In my personal streaming portfolio (sounds classy, doesn’t it?) are Netflix, Prime Video and Disney+, and I simply can’t see myself ponying up another $10 a month each for Peacock and HBO Max. The value of the content they bring doesn’t outweigh the cost. That’s a personal opinion, but it wouldn’t surprise me if NBC’s and HBO’s iterations on video streaming fizzle out, given they’re the latest arrivals to the party.
There’s a bit of nuance here in that people need financial services but want content. I think it’s fair to assume that folks are slightly more inclined to manage their money across a broader collection of fintechs and financial institutions—especially when provided incentives through better interest rates or credit card rewards—than they would be to sign up for six different streaming services. It all comes down to value delivery across both industries. I keep Netflix for “The Witcher,” being the fantasy nerd that I am, along with Disney+ for “The Mandalorian,” being the sci-fi nerd that I am (there’s a lot of nuance there, too). A few of my colleagues, however, might be more inclined to pick up HBO Max and Peacock for “Friends” and “The Office.” To each his or her own.
Looking ahead to the futures of these industries, we’ll see the inverse process unfolding across both: that is, the rebundling phase. We’re already witnessing the infancy of the rebundling of core financial services. DX Journal provides a few noteworthy examples: SoFi now offers mortgage, wealth management and insurance. Square now offers lending services. Robinhood now uses cryptocurrency in trading. The winners will be the ones that can deepen customer relationships with convenient experiences and service, best-in-class technology, personalized analytics and numerous core offerings.

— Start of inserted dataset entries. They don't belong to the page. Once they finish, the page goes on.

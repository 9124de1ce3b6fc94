//! Friend Safety Monitor API Server
//!
//! REST API for telemetry ingestion, subject status, threshold preferences,
//! and escalation cases.

use alerting::{
    AlertEngine, EscalationConfig, EscalationCoordinator, Notifier, PreferenceResolver,
    ThresholdProfile, TokioTimer,
};
use axum::{
    extract::State,
    http::StatusCode,
    response::IntoResponse,
    routing::{get, post},
    Json, Router,
};
use metrics_exporter_prometheus::{PrometheusBuilder, PrometheusHandle};
use serde::Serialize;
use std::net::SocketAddr;
use std::sync::Arc;
use std::time::Duration;
use storage::{PreferenceStore, Repository, SqliteRepository, StorageError, TelemetryStore};
use telemetry::{SubjectId, Validator};
use tower_governor::GovernorLayer;
use tower_http::{cors::CorsLayer, trace::TraceLayer};
use tracing::{info, warn};
use tracing_subscriber::EnvFilter;

pub mod config;
pub mod error;
pub mod rate_limit;
mod routes;

pub use config::{AppConfig, LoggingConfig, ServerConfig, StorageConfig};
pub use error::ApiError;

use rate_limit::create_governor_config;

/// Backing stores for telemetry and preferences
#[derive(Clone)]
pub struct Stores {
    pub telemetry: Arc<dyn TelemetryStore>,
    pub preferences: Arc<dyn PreferenceStore>,
    /// Backend name reported by the health check
    pub backend: &'static str,
}

impl Stores {
    /// Process-local stores, lost on restart
    pub fn in_memory(retention_per_subject: usize) -> Self {
        let repo = Arc::new(Repository::with_retention(retention_per_subject));
        Self {
            telemetry: repo.clone(),
            preferences: repo,
            backend: "memory",
        }
    }

    /// Open the configured backend
    pub async fn open(config: &StorageConfig) -> Result<Self, StorageError> {
        match &config.database_url {
            Some(url) => {
                let repo = Arc::new(SqliteRepository::connect(url).await?);
                Ok(Self {
                    telemetry: repo.clone(),
                    preferences: repo,
                    backend: "sqlite",
                })
            }
            None => {
                warn!("No database_url configured; telemetry will not survive a restart");
                Ok(Self::in_memory(config.retention_per_subject))
            }
        }
    }
}

/// Application state shared across handlers
pub struct AppState {
    pub engine: AlertEngine,
    pub telemetry: Arc<dyn TelemetryStore>,
    pub preferences: Arc<dyn PreferenceStore>,
    /// Prometheus render handle, present once a recorder is installed
    pub metrics: Option<PrometheusHandle>,
    pub storage_backend: &'static str,
    /// Version string
    pub version: String,
    /// Start time
    pub start_time: std::time::Instant,
}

On the streaming side, the radical shift from near-monopoly to market saturation means that at least a few of these newly or soon-to-be-launched services will fail. People won’t adopt every service offered to them. I expect they’ll pay for two or three at most. The winners will be the ones with the most engaging content for the right price. This could be a real kicker for a player like Netflix—which has steadily increased prices to compensate for shrinking net-new subscriptions and to pay back the billions of dollars of debt it’s taken out to create original content. For others, like Disney+, which launched at $7.99 a month and can be bundled with Hulu and ESPN+ at a price still less than the average Netflix subscription, the value seems well worth the price.